Comb the records below for the string "filled" and copy each line where it turns up.

Data items:
• • • •

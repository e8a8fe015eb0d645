//! plotters drawing for threshold panels.

use super::{Layout, PanelData, PlotError, PlotStyle};
use plotters::coord::Shift;
use plotters::prelude::*;
use std::path::Path;

/// Render to `output`, picking the backend from the file extension.
pub(super) fn render_to_file(
    layout: Layout,
    panels: &[PanelData],
    style: &PlotStyle,
    output: &Path,
) -> Result<(), PlotError> {
    let extension = output
        .extension()
        .and_then(|e| e.to_str())
        .map(str::to_ascii_lowercase)
        .unwrap_or_default();

    match extension.as_str() {
        "svg" => {
            let root = SVGBackend::new(output, style.size).into_drawing_area();
            draw_figure(&root, layout, panels, style)
        }
        "png" | "" => {
            let root = BitMapBackend::new(output, style.size).into_drawing_area();
            draw_figure(&root, layout, panels, style)
        }
        other => Err(PlotError::UnsupportedFormat(other.to_string())),
    }
}

fn draw_figure<DB: DrawingBackend>(
    root: &DrawingArea<DB, Shift>,
    layout: Layout,
    panels: &[PanelData],
    style: &PlotStyle,
) -> Result<(), PlotError> {
    root.fill(&WHITE).map_err(PlotError::backend)?;

    let areas = root.split_evenly(layout.grid());
    for (area, panel) in areas.iter().zip(panels) {
        draw_panel(area, panel, style)?;
    }

    root.present().map_err(PlotError::backend)?;
    Ok(())
}

fn draw_panel<DB: DrawingBackend>(
    area: &DrawingArea<DB, Shift>,
    panel: &PanelData,
    style: &PlotStyle,
) -> Result<(), PlotError> {
    let mut chart = ChartBuilder::on(area)
        .caption(&panel.title, ("sans-serif", f64::from(style.caption_font_size)))
        .margin(10)
        .x_label_area_size(40)
        .y_label_area_size(70)
        .build_cartesian_2d(panel.ranges.x.clone(), panel.ranges.y.clone().log_scale())
        .map_err(PlotError::backend)?;

    let mut mesh = chart.configure_mesh();
    if panel.axes.x_label {
        mesh.x_desc(style.x_label.as_str());
    }
    if panel.axes.y_label {
        mesh.y_desc(style.y_label.as_str());
    }
    mesh.draw().map_err(PlotError::backend)?;

    let floor = panel.ranges.y.start;
    for (idx, series) in panel.series.iter().enumerate() {
        let color = Palette99::pick(idx).to_rgba();

        chart
            .draw_series(LineSeries::new(
                series.points.iter().map(|pt| (pt.p, pt.pfail)),
                color.stroke_width(1),
            ))
            .map_err(PlotError::backend)?
            .label(series.label.as_str())
            .legend(move |(x, y)| PathElement::new(vec![(x, y), (x + 20, y)], color));

        chart
            .draw_series(series.points.iter().map(|pt| {
                ErrorBar::new_vertical(
                    pt.p,
                    (pt.pfail - pt.err).max(floor),
                    pt.pfail,
                    pt.pfail + pt.err,
                    color.filled(),
                    8,
                )
            }))
            .map_err(PlotError::backend)?;

        chart
            .draw_series(
                series
                    .points
                    .iter()
                    .map(|pt| Circle::new((pt.p, pt.pfail), style.marker_size, color.filled())),
            )
            .map_err(PlotError::backend)?;
    }

    chart
        .configure_series_labels()
        .position(SeriesLabelPosition::LowerRight)
        .background_style(WHITE.mix(0.8))
        .border_style(BLACK)
        .draw()
        .map_err(PlotError::backend)?;

    Ok(())
}
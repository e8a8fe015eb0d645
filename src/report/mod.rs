//! Summary table output.

pub mod summary;

pub use summary::*;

• • • •

● **Your response**
                    color.filled(),
                    .map(|pt| Circle::new((pt.p, pt.pfail), style.marker_size, color.filled())),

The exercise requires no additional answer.